The Colonic Single Stripe Sign: A Case of Ischemic Colitis



Abstract

Sudden, transient reduction in the blood flow especially in the “watershed” regions of the colon can lead to intestinal ischemia causing a decrease in the delivery of oxygen and nutrients to the intestinal wall. Patients with ischemic colitis often have elevated white blood cell counts, serum lactate, and serum amylase levels. Colonoscopy can confirm the diagnosis of ischemia and the findings include edematous, friable mucosa, erythema with interspersed pale areas, scattered hemorrhagic erosions or linear ulcerations. A single, linear ulcer running along the anti-mesenteric colonic wall, "single-stripe sign"- favors the diagnosis of ischemic colitis. Management of mild and moderate colonic ischemia includes supportive care with bowel rest, gastric suction for associated ileus, fluid-electrolyte balance, and broad-spectrum antibiotics. Patients with severe colonic ischemia may require abdominal exploration and colectomy.

Introduction

Ischemic colitis is the most common form of vascular injury to the gastrointestinal tract [1]. The most common reason for colonic ischemia is hypoperfusion as compared to thrombotic and embolic events accounting for most vascular insults to the small bowel [2]. Occurrence is typically segmental with left-sided lesions involving the water-shed regions such as the splenic flexure, descending colon, and sigmoid colon. The spectrum of injury ranges from transient colitis, gangrene to fulminant pancolitis. Differential diagnoses for a patient presenting with abdominal pain and bright red bleeding per rectum include inflammatory bowel disease, acute mesenteric ischemia, and infectious colitis. We present the case of a 56-year-old female who presented with bright red bleeding per rectum and was found to have the characteristic single-stripe sign, pathognomonic for ischemic colitis.

Case Presentation

A 62-year-old female with a past medical history of tobacco abuse, hypertension, constipation, and chronic headaches managed by ibuprofen, presented to the emergency room with complaints of diffuse abdominal pain and bright red blood per rectum since two days. On physical examination, the patient was afebrile, the abdomen was soft, non-tender, with normal bowel sounds. The rectal exam was unrevealing except for bright red blood on the gloved finger. Laboratory studies showed hemoglobin of 15 g/dl, white blood cell count of 23,700/µl with normal serum lactate, amylase, and lipase levels. Colonoscopy showed discontinuous areas of non-bleeding ulcerated mucosa with no stigmata of recent bleeding in the sigmoid colon and descending colon for a total of 20 cms, consistent with the “single-stripe sign”, characteristic of colonic ischemia (Figure 1A). Further, microscopic evaluation of the biopsied tissue revealed characteristic features of surface epithelial injury, crypt epithelial atrophy, crypt loss, lamina propria hemorrhage, and lamina propria hyalinization consistent with the colonoscopy findings of colonic ischemia (Figure 1B). 
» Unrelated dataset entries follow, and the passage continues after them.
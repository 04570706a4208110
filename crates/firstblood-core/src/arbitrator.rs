//! The award arbitrator.
//!
//! [`Arbitrator::arbitrate`] is the single entry point the completion
//! listener calls. It is safe to call redundantly and from any number of
//! processes at once: all coordination is delegated to one conditional
//! write against the [`AwardStore`].

use firstblood_types::{
    ArbitrationOutcome, AwardId, AwardKey, AwardRecord, ChallengeRef, ClaimantId, NewAward,
};
use tracing::{debug, info, warn};

use crate::config::AwardConfig;
use crate::store::{AwardStore, InsertOutcome, StoreError};

/// Errors that can occur during arbitration.
///
/// Losing the race is not an error; it is [`ArbitrationOutcome::AlreadyAwarded`].
#[derive(Debug, Clone, PartialEq, Eq, thiserror::Error)]
pub enum ArbitrationError {
    /// A required input was empty. Rejected before touching the store.
    #[error("invalid input: {field} must not be empty")]
    InvalidInput {
        /// Name of the offending field.
        field: &'static str,
    },

    /// The conditional write could not be attempted.
    #[error(transparent)]
    StoreUnavailable(#[from] StoreError),
}

/// Decides which completion of a challenge is first and records it once.
#[derive(Debug)]
pub struct Arbitrator<S> {
    store: S,
    award: AwardConfig,
}

impl<S: AwardStore> Arbitrator<S> {
    /// Create an arbitrator over `store`, stamping awards with `award`.
    pub const fn new(store: S, award: AwardConfig) -> Self {
        Self { store, award }
    }

    /// The underlying store.
    pub const fn store(&self) -> &S {
        &self.store
    }

    /// Try to award first blood for `challenge` to `claimant`.
    ///
    /// Returns [`ArbitrationOutcome::Awarded`] with the new record if this
    /// call created it, [`ArbitrationOutcome::AlreadyAwarded`] otherwise.
    /// Which of several truly concurrent callers wins is decided by the
    /// store, not by arrival order.
    ///
    /// # Errors
    ///
    /// Returns [`ArbitrationError::InvalidInput`] for blank identifiers and
    /// [`ArbitrationError::StoreUnavailable`] if the write could not be
    /// attempted. Retrying after either is always safe.
    pub async fn arbitrate(
        &self,
        challenge: &ChallengeRef,
        claimant: &ClaimantId,
    ) -> Result<ArbitrationOutcome, ArbitrationError> {
        validate(challenge, claimant)?;

        let award = self.build_award(challenge, claimant);

        match self.store.insert_if_absent(&award).await {
            Ok(InsertOutcome::Inserted(record)) => {
                info!(
                    challenge = %challenge,
                    claimant = %claimant,
                    award_id = %record.id,
                    "First blood awarded"
                );
                Ok(ArbitrationOutcome::Awarded(record))
            }
            Ok(InsertOutcome::AlreadyPresent) => {
                debug!(
                    challenge = %challenge,
                    claimant = %claimant,
                    "First blood already awarded"
                );
                Ok(ArbitrationOutcome::AlreadyAwarded)
            }
            Err(e) => {
                warn!(
                    challenge = %challenge,
                    claimant = %claimant,
                    error = %e,
                    "First blood arbitration failed"
                );
                Err(e.into())
            }
        }
    }

    /// The current first blood holder for `challenge`, if any.
    ///
    /// # Errors
    ///
    /// Returns [`ArbitrationError::InvalidInput`] for a blank challenge and
    /// [`ArbitrationError::StoreUnavailable`] if the store cannot be read.
    pub async fn holder(
        &self,
        challenge: &ChallengeRef,
    ) -> Result<Option<AwardRecord>, ArbitrationError> {
        validate_challenge(challenge)?;
        let key = AwardKey::for_challenge(challenge);
        Ok(self.store.find_award(&key).await?)
    }

    fn build_award(&self, challenge: &ChallengeRef, claimant: &ClaimantId) -> NewAward {
        let key = AwardKey::for_challenge(challenge);
        NewAward {
            id: AwardId::new(),
            claimant_id: claimant.clone(),
            name: key.name,
            description: self.award.description.clone(),
            value: self.award.value,
            category: key.category,
            icon: self.award.icon.clone(),
        }
    }
}

/// Reject blank identifiers before any store call.
pub(crate) fn validate(
    challenge: &ChallengeRef,
    claimant: &ClaimantId,
) -> Result<(), ArbitrationError> {
    validate_challenge(challenge)?;
    if claimant.is_blank() {
        return Err(ArbitrationError::InvalidInput {
            field: "claimant_id",
        });
    }
    Ok(())
}

fn validate_challenge(challenge: &ChallengeRef) -> Result<(), ArbitrationError> {
    if challenge.category.trim().is_empty() {
        return Err(ArbitrationError::InvalidInput {
            field: "challenge.category",
        });
    }
    if challenge.name.trim().is_empty() {
        return Err(ArbitrationError::InvalidInput {
            field: "challenge.name",
        });
    }
    Ok(())
}

#[cfg(test)]
#[allow(
    clippy::unwrap_used,
    clippy::expect_used,
    clippy::panic,
    clippy::arithmetic_side_effects
)]
mod tests {
    use std::sync::Arc;

    use firstblood_types::FIRST_BLOOD_CATEGORY;

    use super::*;
    use crate::memory::InMemoryAwardStore;

    fn arbitrator() -> Arbitrator<InMemoryAwardStore> {
        Arbitrator::new(InMemoryAwardStore::new(), AwardConfig::default())
    }

    #[tokio::test]
    async fn first_claimant_wins_second_loses() {
        let arb = arbitrator();
        let challenge = ChallengeRef::new("pwn", "baby-rop");

        let a = arb.arbitrate(&challenge, &ClaimantId::new("A")).await.unwrap();
        let ArbitrationOutcome::Awarded(record) = a else {
            panic!("A should win, got {a:?}");
        };
        assert_eq!(record.claimant_id, ClaimantId::new("A"));
        assert_eq!(record.name, "First Blood for pwn/baby-rop");
        assert_eq!(record.category, FIRST_BLOOD_CATEGORY);
        assert_eq!(record.value, 1);

        let b = arb.arbitrate(&challenge, &ClaimantId::new("B")).await.unwrap();
        assert_eq!(b, ArbitrationOutcome::AlreadyAwarded);

        assert_eq!(arb.store().awards().len(), 1);
    }

    #[tokio::test]
    async fn same_claimant_twice_is_idempotent() {
        let arb = arbitrator();
        let challenge = ChallengeRef::new("web", "sqli");
        let claimant = ClaimantId::new("A");

        let first = arb.arbitrate(&challenge, &claimant).await.unwrap();
        let second = arb.arbitrate(&challenge, &claimant).await.unwrap();

        assert!(first.is_awarded());
        assert_eq!(second, ArbitrationOutcome::AlreadyAwarded);
        assert_eq!(arb.store().awards().len(), 1);
    }

    #[tokio::test]
    async fn distinct_challenges_do_not_interfere() {
        let arb = arbitrator();

        let a = arb
            .arbitrate(&ChallengeRef::new("pwn", "baby-rop"), &ClaimantId::new("A"))
            .await
            .unwrap();
        let b = arb
            .arbitrate(&ChallengeRef::new("pwn", "heap-2"), &ClaimantId::new("B"))
            .await
            .unwrap();

        assert!(a.is_awarded());
        assert!(b.is_awarded());
        assert_eq!(arb.store().awards().len(), 2);
    }

    #[tokio::test]
    async fn config_values_are_copied_onto_the_record() {
        let award = AwardConfig {
            description: "first!".to_owned(),
            value: 25,
            icon: None,
        };
        let arb = Arbitrator::new(InMemoryAwardStore::new(), award);

        let outcome = arb
            .arbitrate(&ChallengeRef::new("misc", "sanity"), &ClaimantId::new("A"))
            .await
            .unwrap();
        let ArbitrationOutcome::Awarded(record) = outcome else {
            panic!("expected an award");
        };
        assert_eq!(record.description, "first!");
        assert_eq!(record.value, 25);
        assert_eq!(record.icon, None);
    }

    #[tokio::test]
    async fn blank_inputs_never_reach_the_store() {
        let arb = arbitrator();

        let cases = [
            (ChallengeRef::new("", "x"), ClaimantId::new("A"), "challenge.category"),
            (ChallengeRef::new("pwn", "  "), ClaimantId::new("A"), "challenge.name"),
            (ChallengeRef::new("pwn", "x"), ClaimantId::new(""), "claimant_id"),
        ];
        for (challenge, claimant, field) in cases {
            let result = arb.arbitrate(&challenge, &claimant).await;
            assert_eq!(result, Err(ArbitrationError::InvalidInput { field }));
        }

        assert_eq!(arb.store().insert_attempts(), 0);
        assert!(arb.store().awards().is_empty());
    }

    #[tokio::test]
    async fn outage_is_reported_and_recoverable() {
        let arb = arbitrator();
        let challenge = ChallengeRef::new("crypto", "xor");

        arb.store().set_available(false);
        let failed = arb.arbitrate(&challenge, &ClaimantId::new("A")).await;
        assert!(matches!(failed, Err(ArbitrationError::StoreUnavailable(_))));
        assert!(arb.store().awards().is_empty());

        arb.store().set_available(true);
        let retried = arb.arbitrate(&challenge, &ClaimantId::new("A")).await.unwrap();
        assert!(retried.is_awarded());
        assert_eq!(arb.store().awards().len(), 1);
    }

    #[tokio::test]
    async fn holder_reports_the_winner() {
        let arb = arbitrator();
        let challenge = ChallengeRef::new("forensics", "pcap");

        assert_eq!(arb.holder(&challenge).await.unwrap(), None);

        let _ = arb.arbitrate(&challenge, &ClaimantId::new("A")).await.unwrap();
        let _ = arb.arbitrate(&challenge, &ClaimantId::new("B")).await.unwrap();

        let holder = arb.holder(&challenge).await.unwrap().unwrap();
        assert_eq!(holder.claimant_id, ClaimantId::new("A"));
    }

    #[tokio::test(flavor = "multi_thread", worker_threads = 8)]
    async fn concurrent_claimants_yield_exactly_one_winner() {
        const CLAIMANTS: usize = 64;

        let arb = Arc::new(arbitrator());
        let challenge = ChallengeRef::new("pwn", "race-me");

        let mut handles = Vec::with_capacity(CLAIMANTS);
        for i in 0..CLAIMANTS {
            let arb = Arc::clone(&arb);
            let challenge = challenge.clone();
            handles.push(tokio::spawn(async move {
                arb.arbitrate(&challenge, &ClaimantId::new(format!("team-{i}")))
                    .await
            }));
        }

        let mut awarded = 0_usize;
        let mut already = 0_usize;
        for handle in handles {
            match handle.await.expect("task panicked").expect("arbitration failed") {
                ArbitrationOutcome::Awarded(_) => awarded += 1,
                ArbitrationOutcome::AlreadyAwarded => already += 1,
            }
        }

        assert_eq!(awarded, 1);
        assert_eq!(already, CLAIMANTS - 1);
        assert_eq!(arb.store().awards().len(), 1);
    }

    #[tokio::test(flavor = "multi_thread", worker_threads = 4)]
    async fn concurrent_races_on_many_challenges() {
        let arb = Arc::new(arbitrator());

        let mut handles = Vec::new();
        for c in 0..10 {
            for t in 0..8 {
                let arb = Arc::clone(&arb);
                handles.push(tokio::spawn(async move {
                    let challenge = ChallengeRef::new("misc", format!("chal-{c}"));
                    arb.arbitrate(&challenge, &ClaimantId::new(format!("team-{t}")))
                        .await
                }));
            }
        }

        let mut awarded = 0_usize;
        for handle in handles {
            if handle.await.expect("task panicked").expect("arbitration failed").is_awarded() {
                awarded += 1;
            }
        }

        assert_eq!(awarded, 10);
        assert_eq!(arb.store().awards().len(), 10);
    }
}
The patient was discharged on a seven-day course of oral ciprofloxacin and metronidazole, managed for constipation with polyethylene glycol, and was advised to quit smoking and to avoid non-steroidal anti-inflammatory drugs.

Discussion

Sudden, transient reduction in the blood flow especially in the “watershed” regions of the colon can lead to intestinal ischemia causing a decrease in the delivery of oxygen and nutrients to the intestinal wall [3]. The etiology of colonic ischemia can be broadly divided into five categories: 1) non-occlusive ischemia due to hypotension; 2) thromboembolic occlusion of arteries; 3) mesenteric vein thrombosis; 4) mechanical obstruction due to cancer, adhesions or fecal impaction; 4) procedures like aortoiliac reconstruction, abdominal aortic aneurysm repair, renal transplant, and 5) drug-induced ischemia. Common clinical manifestations include abdominal cramping and bright red blood per rectum [4-5]. Transmural infarction can result in gangrenous colitis, peritoneal signs, fever, and ileus. Patients with ischemic colitis often have elevated white blood cell counts, serum lactate, and serum amylase levels. Serum lactate can be used as a predictor of bowel ischemia and is elevated in severe cases of ischemic colitis [6]. Its sensitivity increases in the event of a bowel infarction.
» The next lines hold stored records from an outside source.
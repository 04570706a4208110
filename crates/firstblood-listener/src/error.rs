//! Error types for the listener binary.
//!
//! [`ListenerError`] wraps every failure mode of startup and the
//! notification loop so `main` can propagate with `?`. Arbitration failures
//! are not among them: those are logged per notification and never stop
//! the service.

/// Top-level error for the listener binary.
#[derive(Debug, thiserror::Error)]
pub enum ListenerError {
    /// Configuration loading failed.
    #[error("config error: {source}")]
    Config {
        /// The underlying config error.
        #[from]
        source: firstblood_core::ConfigError,
    },

    /// Connecting to or migrating a store failed.
    #[error("store error: {source}")]
    Db {
        /// The underlying data layer error.
        #[from]
        source: firstblood_db::DbError,
    },

    /// NATS connection or messaging failed.
    #[error("NATS error: {message}")]
    Nats {
        /// Description of the NATS failure.
        message: String,
    },
}
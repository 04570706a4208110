//! `Dragonfly` (Redis-compatible) per-challenge locks.
//!
//! Used by [`crate::LockedAwardStore`]. A lock is a key set with
//! `SET key token NX PX ttl`; only the holder of `token` may delete it, which
//! is enforced by a compare-and-delete script.
//!
//! # Key Patterns
//!
//! | Pattern | Type | Description |
//! |---------|------|-------------|
//! | `lock:award:{category}:{name}` | String | Lock token of the current holder |

use std::time::Duration;

use firstblood_types::AwardKey;
use fred::prelude::*;

use crate::error::DbError;

/// Deletes the lock only if it still carries the caller's token.
const UNLOCK_SCRIPT: &str = r#"
if redis.call("GET", KEYS[1]) == ARGV[1] then
    return redis.call("DEL", KEYS[1])
else
    return 0
end
"#;

/// Connection handle to a `Dragonfly` (Redis-compatible) instance.
#[derive(Clone)]
pub struct DragonflyPool {
    client: Client,
}

impl DragonflyPool {
    /// Connect to `Dragonfly` at the given URL.
    ///
    /// The URL should follow the Redis URL scheme:
    /// `redis://host:port` or `redis://host:port/db`
    ///
    /// # Errors
    ///
    /// Returns [`DbError::Config`] if the URL cannot be parsed.
    /// Returns [`DbError::Dragonfly`] if the connection fails.
    pub async fn connect(url: &str) -> Result<Self, DbError> {
        let config = Config::from_url(url)
            .map_err(|e| DbError::Config(format!("Invalid Dragonfly URL: {e}")))?;

        let client = Builder::from_config(config).build()?;
        client.init().await?;

        tracing::info!("Connected to Dragonfly");
        Ok(Self { client })
    }

    /// Try once to take the lock at `key` for `ttl`.
    ///
    /// Returns `true` if this call now holds the lock.
    ///
    /// # Errors
    ///
    /// Returns [`DbError::Dragonfly`] if the command fails.
    pub async fn try_lock(&self, key: &str, token: &str, ttl: Duration) -> Result<bool, DbError> {
        let ttl_ms = i64::try_from(ttl.as_millis()).unwrap_or(i64::MAX);
        let reply: Option<String> = self
            .client
            .set(key, token, Some(Expiration::PX(ttl_ms)), Some(SetOptions::NX), false)
            .await?;
        Ok(reply.is_some())
    }

    /// Release the lock at `key` if it is still held with `token`.
    ///
    /// Returns `false` if the lock had already expired or changed hands.
    ///
    /// # Errors
    ///
    /// Returns [`DbError::Dragonfly`] if the script fails.
    pub async fn unlock(&self, key: &str, token: &str) -> Result<bool, DbError> {
        let deleted: i64 = self.client.eval(UNLOCK_SCRIPT, key, token).await?;
        Ok(deleted > 0)
    }

    /// Close the connection.
    ///
    /// # Errors
    ///
    /// Returns [`DbError::Dragonfly`] if the quit command fails.
    pub async fn close(&self) -> Result<(), DbError> {
        self.client.quit().await?;
        tracing::info!("Dragonfly connection closed");
        Ok(())
    }
}

/// The lock key guarding one award key.
pub fn lock_key(key: &AwardKey) -> String {
    format!("lock:award:{}:{}", key.category, key.name)
}

#[cfg(test)]
mod tests {
    use firstblood_types::ChallengeRef;

    use super::*;

    #[test]
    fn lock_key_embeds_award_key() {
        let key = AwardKey::for_challenge(&ChallengeRef::new("pwn", "baby-rop"));
        assert_eq!(
            lock_key(&key),
            "lock:award:FirstBlood:First Blood for pwn/baby-rop"
        );
    }
}
//! Store selection.
//!
//! The arbitrator is generic over its store; the service picks one of the
//! two realizations at startup from `arbitration.strategy`.

use std::time::Duration;

use firstblood_core::config::{ArbitrationConfig, ArbitrationStrategy, InfrastructureConfig};
use firstblood_core::{AwardStore, InsertOutcome, StoreError};
use firstblood_db::{DbError, DragonflyPool, LockedAwardStore, PgAwardStore, PostgresPool};
use firstblood_types::{AwardKey, AwardRecord, NewAward};
use tracing::{info, warn};

/// The store chosen by configuration.
#[derive(Clone)]
pub enum ConfiguredStore {
    /// Single-statement conditional insert.
    ConditionalInsert(PgAwardStore),
    /// Dragonfly lock around read-check-write.
    DistributedLock(LockedAwardStore),
}

impl ConfiguredStore {
    /// Build the store for `arbitration.strategy`, connecting to Dragonfly
    /// only when the lock strategy needs it.
    ///
    /// # Errors
    ///
    /// Returns [`DbError`] if Dragonfly cannot be reached.
    pub async fn connect(
        postgres: &PostgresPool,
        arbitration: &ArbitrationConfig,
        infra: &InfrastructureConfig,
    ) -> Result<Self, DbError> {
        match arbitration.strategy {
            ArbitrationStrategy::ConditionalInsert => {
                info!("Using conditional insert arbitration");
                Ok(Self::ConditionalInsert(postgres.award_store()))
            }
            ArbitrationStrategy::DistributedLock => {
                let locks = DragonflyPool::connect(&infra.dragonfly_url).await?;
                info!(
                    lock_ttl_ms = arbitration.lock_ttl_ms,
                    lock_wait_ms = arbitration.lock_wait_ms,
                    "Using distributed lock arbitration"
                );
                Ok(Self::DistributedLock(LockedAwardStore::new(
                    postgres.award_store(),
                    locks,
                    Duration::from_millis(arbitration.lock_ttl_ms),
                    Duration::from_millis(arbitration.lock_wait_ms),
                )))
            }
        }
    }

    /// Release connections held outside the `PostgreSQL` pool.
    pub async fn close(&self) {
        if let Self::DistributedLock(store) = self {
            if let Err(e) = store.locks().close().await {
                warn!(error = %e, "Failed to close Dragonfly connection");
            }
        }
    }
}

impl AwardStore for ConfiguredStore {
    async fn insert_if_absent(&self, award: &NewAward) -> Result<InsertOutcome, StoreError> {
        match self {
            Self::ConditionalInsert(store) => store.insert_if_absent(award).await,
            Self::DistributedLock(store) => store.insert_if_absent(award).await,
        }
    }

    async fn find_award(&self, key: &AwardKey) -> Result<Option<AwardRecord>, StoreError> {
        match self {
            Self::ConditionalInsert(store) => store.find_award(key).await,
            Self::DistributedLock(store) => store.find_award(key).await,
        }
    }
}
Marston et al. first coined the term ischemic colitis in 1966 to characterize the clinical syndrome associated with vascular compromise to the colon [7]. Zuckerman et al. were the first to report the association of the colonic single-stripe sign with a diagnosis of mild ischemic colitis [8]. They reported the presence of the colonic single-stripe sign greater than 5 cms in length, with 89% of the lesions identified in an isolated segment of the left colon. A preceding ischemic event was noted in 62% of these patients. They believed the linear appearance of the ulcer to be a result of segmental vascular compromise at the mucosal level, occuring due to hypoxemia and small vessel inadequacy. It has been postulated that this edge or demarcation represents involvement of the mesenteric vascular border. Colonoscopy can confirm the diagnosis of ischemic colitis and findings include edematous, friable mucosa, erythema with interspersed pale areas, scattered hemorrhagic erosions or linear ulcerations. A single, linear ulcer running along the anti-mesenteric colonic wall, "single-stripe sign"- favors a diagnosis of mild ischemic colitis.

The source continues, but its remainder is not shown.